Launched during an event in Brussels on 20 June 2016, the New Skills Agenda for Europe, adopted 10 days earlier, contains 10 concrete actions for Member States, social partners, the industry and other stakeholders to work together to ensure that the right training, skills and support are available to people in the EU:
- Skills Guarantee to help low-skilled adults acquire a minimum level of literacy, numeracy and digital skills and progress towards an upper secondary qualification (see the EU & national skills factsheet infographics)
- Review of European Qualifications Framework to make better use of all available skills in the EU labour market
- 'Digital Skills and Jobs Coalition' to support cooperation among education, employment and stakeholders
- 'Blueprint for Sectoral Cooperation on Skills’ to improve skills intelligence and address shortages in specific sectors
- 'Skills Profile Tool Kit for Third Country Nationals' to support early identification and profiling of skills and qualifications of asylum seekers, refugees and other migrants
- Revision of Europass Framework to offer better tools to present their skills and get information on needs and trends
- Making Vocational Education and Training (VET) a first choice by enhancing work-based learning opportunities and greater visibility of good labour market outcomes of VET
- Review of Recommendation on Key Competences to help more people acquire core skills with a special focus on promoting entrepreneurial and innovation-oriented mind-sets and skills
- Initiative on graduate tracking to improve information on how graduates progress in the labour market
- Proposal to further analyse and exchange best practices on effective ways to address brain drain
Among these 10 initiatives, the New Skills Agenda for Europe will specifically improve the use of third country nationals’ skills through the Skills Profile Tool for third country nationals, Guide on best practices to support labour market integration in Member States, Online language learning and the European Qualifications Framework (EQF).
An estimated 70 million Europeans lack adequate reading and writing skills, and even more have poor numeracy and digital skills, which puts them at risk of unemployment, poverty and social exclusion. At the same time, 40% of European employers report that they cannot find people with the right skills to grow and innovate. While non-EU residents have a lower than average level of skills and qualifications, two thirds of highly educated non-EU residents work in low or medium
skilled occupations or simply fail to find employment (see infographic).

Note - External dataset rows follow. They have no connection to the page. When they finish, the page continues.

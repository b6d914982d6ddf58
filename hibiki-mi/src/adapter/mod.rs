//! プロトコルアダプタ
//!
//! デバッガの方言ごとに、コマンド文字列の生成と結果ペイロードの解釈を担当します。
//! セッションはこのトレイトだけに依存するため、新しい方言は実装を追加するだけで済みます。

mod gdb;

pub use gdb::GdbMiAdapter;

use crate::error::AdapterError;
use crate::model::{BreakpointId, StackFrame, ThreadId};
use crate::record::AsyncKind;
use crate::state::DebugState;
use crate::MiValue;
use std::path::Path;
use std::sync::Arc;

/// 停止イベントの情報
#[derive(Debug, Clone, PartialEq, Eq)]
pub struct StopInfo {
    /// 停止理由（`breakpoint-hit`, `end-stepping-range`, `exited` など）
    pub reason: String,
    pub thread_id: Option<ThreadId>,
    pub frame: Option<StackFrame>,
}

/// 非同期レコードを解釈した結果
#[derive(Debug, Clone, PartialEq, Eq)]
pub enum AsyncEffect {
    Stopped(StopInfo),
    /// `None` は全スレッド
    Running { thread_id: Option<ThreadId> },
    BreakpointsChanged,
    ThreadsChanged,
}

/// デバッガ方言のアダプタ
///
/// コマンド生成メソッドはトークンを含まないコマンド本体を返します。
/// 解釈メソッドは成功クラスの結果に対してのみ呼ばれ、
/// ペイロードが不正な場合は状態を変更せずにエラーを返します。
pub trait Adapter: Send + Sync {
    /// アダプタ名
    fn name(&self) -> &str;

    /// デバッガ起動時に引数の先頭へ追加する引数
    fn pre_arguments(&self) -> Vec<String>;

    fn launch_command(&self) -> String;
    fn quit(&self) -> String;
    fn kill(&self) -> String;
    /// `path` または `path:line`
    fn break_insert(&self, location: &str) -> String;
    fn break_remove(&self, id: BreakpointId) -> String;
    fn break_remove_all(&self) -> String;
    fn stack_list_frames(&self) -> String;
    fn stack_list_variables(&self) -> String;
    fn thread_info(&self) -> String;
    fn thread_select(&self, id: ThreadId) -> String;
    fn continue_(&self) -> String;
    /// ステップオーバー
    fn next(&self) -> String;
    /// ステップイン
    fn step(&self) -> String;
    /// ステップアウト
    fn finish(&self) -> String;
    fn pause(&self) -> String;
    fn list_source_files(&self) -> String;

    /// エラー結果のペイロードを失敗に変換する
    fn error_from_payload(&self, payload: &MiValue) -> AdapterError;

    fn interpret_break_insert(
        &self,
        payload: &MiValue,
        state: &mut DebugState,
    ) -> Result<BreakpointId, AdapterError>;

    fn interpret_break_remove(
        &self,
        id: BreakpointId,
        _payload: &MiValue,
        state: &mut DebugState,
    ) -> Result<(), AdapterError> {
        state.breakpoints.remove(id);
        Ok(())
    }

    fn interpret_break_remove_all(
        &self,
        _payload: &MiValue,
        state: &mut DebugState,
    ) -> Result<(), AdapterError> {
        state.breakpoints.clear();
        Ok(())
    }

    fn interpret_stack_frames(
        &self,
        payload: &MiValue,
        state: &mut DebugState,
    ) -> Result<(), AdapterError>;

    fn interpret_variables(
        &self,
        payload: &MiValue,
        state: &mut DebugState,
    ) -> Result<(), AdapterError>;

    fn interpret_thread_info(
        &self,
        payload: &MiValue,
        state: &mut DebugState,
    ) -> Result<(), AdapterError>;

    fn interpret_thread_select(
        &self,
        id: ThreadId,
        _payload: &MiValue,
        state: &mut DebugState,
    ) -> Result<(), AdapterError> {
        state.current_thread = Some(id);
        Ok(())
    }

    fn interpret_source_files(
        &self,
        payload: &MiValue,
        state: &mut DebugState,
    ) -> Result<(), AdapterError>;

    /// 非同期レコードを解釈する（関心のないレコードは `None`）
    fn interpret_async(
        &self,
        kind: AsyncKind,
        class: &str,
        payload: &MiValue,
        state: &mut DebugState,
    ) -> Option<AsyncEffect>;
}

/// デバッガのパスからアダプタを選択する
pub fn select_adapter(program: &str) -> Result<Arc<dyn Adapter>, AdapterError> {
    let file_name = Path::new(program)
        .file_name()
        .and_then(|name| name.to_str())
        .unwrap_or(program);

    if file_name.contains("gdb") {
        Ok(Arc::new(GdbMiAdapter::new()))
    } else {
        Err(AdapterError::UnsupportedDebugger(program.to_string()))
    }
}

The accompanying document analyses the impact of the New Skills Agenda for integration. Chapter 1 looks at how intra-EU mobility and third country migration can have a positive impact on resource allocation, productivity and growth, if managed through effective policies that make the most out of the available human capital. Chapter 2 looks at education and skills levels as well as mismatches, including for migrants.
A stakeholder consultation showed that there is no consensus on the extension of the EQF to third countries. Social partners and EQF national authorities state that the EQF is not mature enough and that Commission's efforts should first focus on making EQF a functioning tool for comparability and transparency of EU qualifications. Civil society and cities defend an opposite view and call for enhanced cooperation in this area.